Sweden, which had approved it in 2017, has announced that it will not sign the Treaty either – a decision behind which can be felt the influence of NATO, the sworn enemy of the Treaty on the Prohibition of Nuclear Weapons (TPNW).
While nuclear disarmament remains on paper, the possibility of proliferation escalates, as does the risk that the arms race will be run increasingly on the qualitative level. This was confirmed by the announcement made, on the eve of the 14 July parade, by President Macron himself – in September, France will create a new National Command for its Military Space Force, with a primary financing of 3,6 billion Euros over 6 years.
“The new space and military doctrine which was proposed to me by the Minister, and which I approved, will enable us to ensure our defence of space and by space”, declared President Macron.
So the militarisation of space is being intensified, an area of growing strategic importance, given that the main arms systems, beginning with nuclear weapons, depend on spatial systems.
With its new Space Command, France is taking up position in the wake of the United States. In February, President Trump signed a directive inaugurating the US Space Force, a force specifically designed for military operations in space, directed above all against Russia and China. The Senate Armed Services Committee, by handing the command of the new Force to the Aeronautics sector, defined space as a “field for the conduct of warfare”. The meetings announced by the United Nations in March, an attempt to prevent a spatial arms race, failed due to US opposition.
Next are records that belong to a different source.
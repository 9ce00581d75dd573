//! jobmgr - job manager startup recovery
//!
//! Rebuilds the active job table from a hierarchical key-value store after
//! a restart and resumes each job's lifecycle.

pub mod checkpoint;
pub mod cli;
pub mod config;
pub mod job;
pub mod jobid;
pub mod kvs;
pub mod observability;
pub mod restart;
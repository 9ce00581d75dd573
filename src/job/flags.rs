//! Job submission flags

use std::fmt;
use std::ops::{BitOr, BitOrAssign};

use serde::{Deserialize, Serialize};

/// Bitmask of job flags
#[derive(Debug, Clone, Copy, Default, PartialEq, Eq, Hash, Serialize, Deserialize)]
#[serde(transparent)]
pub struct JobFlags(u32);

impl JobFlags {
    /// No flags
    pub const NONE: JobFlags = JobFlags(0);
    /// Post extra debug events for this job
    pub const DEBUG: JobFlags = JobFlags(1);
    /// Job may be waited on by the submitter
    pub const WAITABLE: JobFlags = JobFlags(2);
    /// Job was submitted without validation
    pub const NOVALIDATE: JobFlags = JobFlags(8);

    /// Builds flags from raw bits
    pub const fn from_bits(bits: u32) -> Self {
        Self(bits)
    }

    /// Returns the raw bits
    pub const fn bits(&self) -> u32 {
        self.0
    }

    /// True if every flag in `other` is set
    pub const fn contains(&self, other: JobFlags) -> bool {
        self.0 & other.0 == other.0 && other.0 != 0
    }
}

impl BitOr for JobFlags {
    type Output = JobFlags;

    fn bitor(self, rhs: JobFlags) -> JobFlags {
        JobFlags(self.0 | rhs.0)
    }
}

impl BitOrAssign for JobFlags {
    fn bitor_assign(&mut self, rhs: JobFlags) {
        self.0 |= rhs.0;
    }
}

impl fmt::Display for JobFlags {
    fn fmt(&self, f: &mut fmt::Formatter<'_>) -> fmt::Result {
        let mut names = Vec::new();
        if self.contains(JobFlags::DEBUG) {
            names.push("debug");
        }
        if self.contains(JobFlags::WAITABLE) {
            names.push("waitable");
        }
        if self.contains(JobFlags::NOVALIDATE) {
            names.push("novalidate");
        }
        write!(f, "[{}]", names.join(","))
    }
}
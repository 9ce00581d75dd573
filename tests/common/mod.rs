//! Shared fixtures for restart integration tests

#![allow(dead_code)]

use jobmgr::job::Job;
use jobmgr::jobid::JobId;
use jobmgr::kvs::{Kvs, MemoryKvs, Transaction};
use jobmgr::restart::{
    DependencyCheck, EventPost, EventReplay, HookError, Jobtap, ReplayError, StateAction,
    WaitRegistry, EVENTLOG_KEY, JOBSPEC_KEY,
};
use serde_json::Value;

// =============================================================================
// Replay
// =============================================================================

/// Test eventlogs hold the serialized job; the jobspec must exist but is
/// not interpreted.
pub struct JsonReplay;

impl EventReplay for JsonReplay {
    fn replay(&self, _id: JobId, eventlog: &str, _jobspec: &str) -> Result<Job, ReplayError> {
        serde_json::from_str(eventlog).map_err(|e| ReplayError::new(e.to_string()))
    }
}

pub fn job_txn(job: &Job) -> Transaction {
    let mut txn = Transaction::new();
    txn.put_json(&job.id.kvs_key("job", EVENTLOG_KEY), job)
        .unwrap();
    txn.put(&job.id.kvs_key("job", JOBSPEC_KEY), "{}").unwrap();
    txn
}

/// Persists a job the way the job manager would before a restart
pub async fn store_job<K: Kvs + ?Sized>(kvs: &K, job: &Job) {
    kvs.commit(job_txn(job)).await.unwrap();
}

pub async fn memory_store(jobs: &[Job]) -> MemoryKvs {
    let kvs = MemoryKvs::new();
    for job in jobs {
        store_job(&kvs, job).await;
    }
    kvs
}

// =============================================================================
// Recording hooks
// =============================================================================

/// One collaborator call
#[derive(Debug, Clone, PartialEq)]
pub enum Call {
    Wait(JobId),
    Action(JobId),
    Depend { id: JobId, restart: bool },
    Jobtap { id: JobId, topic: String },
    Post { id: JobId, name: String, context: Option<Value> },
}

impl Call {
    pub fn id(&self) -> JobId {
        match self {
            Call::Wait(id) | Call::Action(id) => *id,
            Call::Depend { id, .. } | Call::Jobtap { id, .. } | Call::Post { id, .. } => *id,
        }
    }
}

/// Records every call in one timeline
#[derive(Default)]
pub struct Recorder {
    pub calls: Vec<Call>,
    /// Each job as seen by the state action, before any resume step
    pub restored: Vec<Job>,
    pub fail_action: bool,
    pub fail_depend: bool,
    pub fail_jobtap: bool,
    pub fail_post: bool,
}

impl Recorder {
    pub fn new() -> Self {
        Self::default()
    }

    pub fn failing() -> Self {
        Self {
            fail_action: true,
            fail_depend: true,
            fail_jobtap: true,
            fail_post: true,
            ..Self::default()
        }
    }

    pub fn calls_for(&self, id: JobId) -> Vec<&Call> {
        self.calls.iter().filter(|c| c.id() == id).collect()
    }

    pub fn posts(&self, id: JobId, name: &str) -> usize {
        self.calls
            .iter()
            .filter(|c| matches!(c, Call::Post { id: i, name: n, .. } if *i == id && n == name))
            .count()
    }
}

fn outcome(fail: bool, what: &str) -> Result<(), HookError> {
    if fail {
        Err(HookError::new(format!("{} failed", what)))
    } else {
        Ok(())
    }
}

impl DependencyCheck for Recorder {
    fn check_dependencies(&mut self, job: &mut Job, restart: bool) -> Result<(), HookError> {
        self.calls.push(Call::Depend { id: job.id, restart });
        outcome(self.fail_depend, "dependency check")
    }
}

impl Jobtap for Recorder {
    fn jobtap_call(
        &mut self,
        job: &mut Job,
        topic: &str,
        _args: Option<&Value>,
    ) -> Result<(), HookError> {
        self.calls.push(Call::Jobtap {
            id: job.id,
            topic: topic.to_string(),
        });
        outcome(self.fail_jobtap, "jobtap")
    }
}

impl EventPost for Recorder {
    fn post_event(
        &mut self,
        job: &mut Job,
        name: &str,
        context: Option<Value>,
    ) -> Result<(), HookError> {
        self.calls.push(Call::Post {
            id: job.id,
            name: name.to_string(),
            context,
        });
        outcome(self.fail_post, "event post")
    }
}

impl WaitRegistry for Recorder {
    fn notify_active(&mut self, job: &Job) {
        self.calls.push(Call::Wait(job.id));
    }
}

impl StateAction for Recorder {
    fn job_action(&mut self, job: &mut Job) -> Result<(), HookError> {
        self.calls.push(Call::Action(job.id));
        self.restored.push(job.clone());
        outcome(self.fail_action, "state action")
    }
}
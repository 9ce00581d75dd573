//! Job reconstruction from persisted records
//!
//! Each job directory holds an `eventlog` and a `jobspec`. Both lookups are
//! issued before either is awaited so the store can serve them together.

use crate::job::Job;
use crate::jobid::JobId;
use crate::kvs::Kvs;

use super::errors::{RestartError, RestartResult};
use super::hooks::{EventReplay, ReplayError};

/// Name of the eventlog record in a job directory
pub const EVENTLOG_KEY: &str = "eventlog";
/// Name of the jobspec record in a job directory
pub const JOBSPEC_KEY: &str = "jobspec";

/// Loads and replays one job at a time
pub struct JobReconstructor<'a, K: ?Sized, R: ?Sized> {
    kvs: &'a K,
    replay: &'a R,
    root: String,
}

impl<'a, K, R> JobReconstructor<'a, K, R>
where
    K: Kvs + ?Sized,
    R: EventReplay + ?Sized,
{
    /// Creates a reconstructor for jobs under `root`
    pub fn new(kvs: &'a K, replay: &'a R, root: &str) -> Self {
        Self {
            kvs,
            replay,
            root: root.to_string(),
        }
    }

    /// Fetches the job's records and replays them into a job
    pub async fn reconstruct(&self, id: JobId) -> RestartResult<Job> {
        let eventlog_key = id.kvs_key(&self.root, EVENTLOG_KEY);
        let jobspec_key = id.kvs_key(&self.root, JOBSPEC_KEY);

        let eventlog_request = self.kvs.lookup(&eventlog_key);
        let jobspec_request = self.kvs.lookup(&jobspec_key);
        let (eventlog, jobspec) = tokio::join!(eventlog_request, jobspec_request);

        let eventlog = eventlog.map_err(|e| RestartError::lookup(&eventlog_key, &e))?;
        let jobspec = jobspec.map_err(|e| RestartError::lookup(&jobspec_key, &e))?;

        let job = self
            .replay
            .replay(id, &eventlog, &jobspec)
            .map_err(|e| RestartError::replay(&eventlog_key, id, &e))?;

        if job.id != id {
            return Err(RestartError::replay(
                &eventlog_key,
                id,
                &ReplayError::new(format!("replay produced job {}", job.id)),
            ));
        }
        Ok(job)
    }
}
The USA refused to join negotiations to discuss the first draft of a Treaty, presented by China and Russia, which would forbid the placing of weapons in space, and stipulates a series of legal limits for using space for military purposes.
While media attention was focused on the “flying man” who sky-danced over the Champs-Élysées, we forgot the fact that in a short time there will be nuclear weapons flying above our heads, in orbit around the Earth.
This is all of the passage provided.